Monsieur Marchive, nous souhaitons une réforme en profondeur du marché européen de l'énergie. Nous ne nous contenterons pas de simples indications ou de mesures temporaires.

Monsieur Gaillard, nous avons demandé à CMA CGM un effort de 500 euros par container, que le groupe a porté à 750 euros. Nous avons toujours dit que nous vérifierions qu'il bénéficie bien aux PME, notamment dans les territoires d'outre-mer, qui sont les plus concernés par le fret maritime. Nous nous assurerons donc que CMA CGM apporte bien sa contribution aux ménages et aux territoires face à l'inflation.

Oui, la production nucléaire est une priorité, madame Bregeon. C'est une question de formation et de qualification plus que d'investissement. Nous avons perdu des compétences au cours des années passées ; il faut les retrouver. C'est le sens de l'Université des métiers du nucléaire que nous avons créée. Nous avons besoin de soudeurs, de chaudronniers, d'ingénieurs : tout cela prendra du temps, mais disposer d'un plan de charge, avec six réacteurs commandés et huit à l'étude, nous permettra de remettre sur pied une filière qui a souffert des incertitudes dans le passé.

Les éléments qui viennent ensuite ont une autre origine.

use serde::{Deserialize, Serialize};
use uuid::Uuid;

/// A person of interest tracked by a mission.
///
/// Targets are created together with their mission and cannot be added or
/// removed later. Once a target (or its mission) is complete it is frozen.
#[derive(Debug, Clone, Serialize, Deserialize, PartialEq)]
pub struct Target {
    pub id: Uuid,
    pub mission_id: Uuid,
    pub name: String,
    pub country: String,
    /// Free-form field notes collected by the assigned cat.
    pub notes: String,
    pub complete: bool,
}

/// Input for a target, supplied as part of mission creation.
#[derive(Debug, Clone, Serialize, Deserialize)]
pub struct CreateTargetInput {
    pub name: String,
    pub country: String,
    #[serde(default)]
    pub notes: String,
}

/// Partial update of a target. Absent fields are left untouched.
#[derive(Debug, Clone, Default, Serialize, Deserialize)]
pub struct UpdateTargetInput {
    pub notes: Option<String>,
    pub complete: Option<bool>,
}
use anyhow::{Context, Result};
use rusqlite::Connection;

struct Migration {
    version: &'static str,
    name: &'static str,
    sql: &'static str,
}

const MIGRATIONS: &[Migration] = &[Migration {
    version: "001",
    name: "initial",
    sql: include_str!("migrations/001_initial.sql"),
}];

pub fn run_migrations(conn: &Connection) -> Result<()> {
    conn.execute_batch(
        "CREATE TABLE IF NOT EXISTS schema_migrations (
            version TEXT PRIMARY KEY,
            name TEXT NOT NULL,
            applied_at TEXT NOT NULL
        )",
    )
    .context("Failed to create schema_migrations table")?;

    let applied = get_applied_migrations(conn)?;

    for migration in MIGRATIONS {
        if !applied.iter().any(|v| v == migration.version) {
            apply_migration(conn, migration)?;
        }
    }

    Ok(())
}

fn get_applied_migrations(conn: &Connection) -> Result<Vec<String>> {
    let mut stmt = conn.prepare("SELECT version FROM schema_migrations ORDER BY version")?;
    let versions = stmt
        .query_map([], |row| row.get(0))?
        .collect::<Result<Vec<String>, _>>()?;
    Ok(versions)
}

fn apply_migration(conn: &Connection, migration: &Migration) -> Result<()> {
    tracing::info!(
        "Applying migration {}: {}",
        migration.version,
        migration.name
    );

    let now = chrono::Utc::now().to_rfc3339();
    conn.execute_batch(&format!("BEGIN TRANSACTION; {} COMMIT;", migration.sql))
        .with_context(|| {
            format!(
                "Failed to apply migration {}: {}",
                migration.version, migration.name
            )
        })?;
    conn.execute(
        "INSERT INTO schema_migrations (version, name, applied_at) VALUES (?, ?, ?)",
        (migration.version, migration.name, &now),
    )?;

    tracing::info!("Migration {} applied successfully", migration.version);
    Ok(())
}

#[cfg(test)]
mod tests {
    use super::*;

    fn table_exists(conn: &Connection, name: &str) -> bool {
        let count: i32 = conn
            .query_row(
                "SELECT COUNT(*) FROM sqlite_master WHERE type='table' AND name=?",
                [name],
                |row| row.get(0),
            )
            .unwrap();
        count == 1
    }

    #[test]
    fn test_migrations_run_on_fresh_db() {
        let conn = Connection::open_in_memory().unwrap();
        run_migrations(&conn).unwrap();

        assert!(table_exists(&conn, "cats"));
        assert!(table_exists(&conn, "missions"));
        assert!(table_exists(&conn, "targets"));

        let versions = get_applied_migrations(&conn).unwrap();
        assert_eq!(versions, vec!["001"]);
    }

    #[test]
    fn test_migrations_are_idempotent() {
        let conn = Connection::open_in_memory().unwrap();
        run_migrations(&conn).unwrap();
        run_migrations(&conn).unwrap();

        let versions = get_applied_migrations(&conn).unwrap();
        assert_eq!(versions, vec!["001"]);
    }

    #[test]
    fn test_target_rows_cascade_with_mission() {
        let conn = Connection::open_in_memory().unwrap();
        conn.pragma_update(None, "foreign_keys", "ON").unwrap();
        run_migrations(&conn).unwrap();

        conn.execute_batch(
            "INSERT INTO missions (id, cat_id, complete, created_at) VALUES ('m1', NULL, 0, '2024-01-01T00:00:00Z');
             INSERT INTO targets (id, mission_id, name, country) VALUES ('t1', 'm1', 'Rat', 'Italy');
             DELETE FROM missions WHERE id = 'm1';",
        )
        .unwrap();

        let remaining: i32 = conn
            .query_row("SELECT COUNT(*) FROM targets", [], |row| row.get(0))
            .unwrap();
        assert_eq!(remaining, 0);
    }
}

Vous avez raison, madame Batho, il faut que des tarifs de référence se substituent aux tarifs régulés du gaz, à partir du printemps prochain. Sans cela, le bouclier tarifaire pourrait se trouver fragilisé. La Commission de régulation de l'énergie est en train de négocier ces tarifs qui sont indispensables.

S'agissant des offres pour les entreprises ou les collectivités locales, il est essentiel que des discussions aient lieu avec les fournisseurs d'énergie, que le montant des garanties soit moins élevé qu'il ne l'est actuellement et que le Médiateur national de l'énergie intervienne lorsque ces discussions ne peuvent aboutir. C'est un sujet de préoccupation majeur : nous demandons aux fournisseurs d'énergie de faire preuve de modération dans les tarifs, sous le contrôle de l'État, et notamment de réduire le montant des garanties, sous peine de faire exploser la facture des entreprises comme des collectivités locales.

Monsieur Bothorel, nous avons requalifié les dark stores en entrepôts, ce qui donne aux collectivités locales la possibilité de réguler comme elles le souhaitent et de manière très autonome cette activité. Quant à la moutarde, nous en avons beaucoup importé du Canada, ce qui ne me paraît plus souhaitable. La Bourgogne a annoncé qu'elle allait augmenter sa production, ce qui me paraît l'être infiniment plus.

Monsieur Alexandre, nous soutiendrons les collectivités qui en ont le plus besoin, mais il me paraît de bonne politique de distinguer celles qui sont bien ou mal gérées. On ne peut pas traiter tout le monde la même manière. Certaines collectivités peuvent engager des dépenses de fonctionnement très lourdes. L'argent public ne sortant pas de nulle part mais de la poche du contribuable, il me paraît légitime de faire une distinction entre les collectivités qui ont bien géré leurs affaires au cours des années passées et celles qui l'ont moins bien fait. Cependant, je le répète, nous sommes disposés et déterminés à soutenir les collectivités locales qui en ont besoin. Un grand nombre d'entre elles sont en grande difficulté alors même qu'elles sont bien gérées, il faut leur apporter de l'aide.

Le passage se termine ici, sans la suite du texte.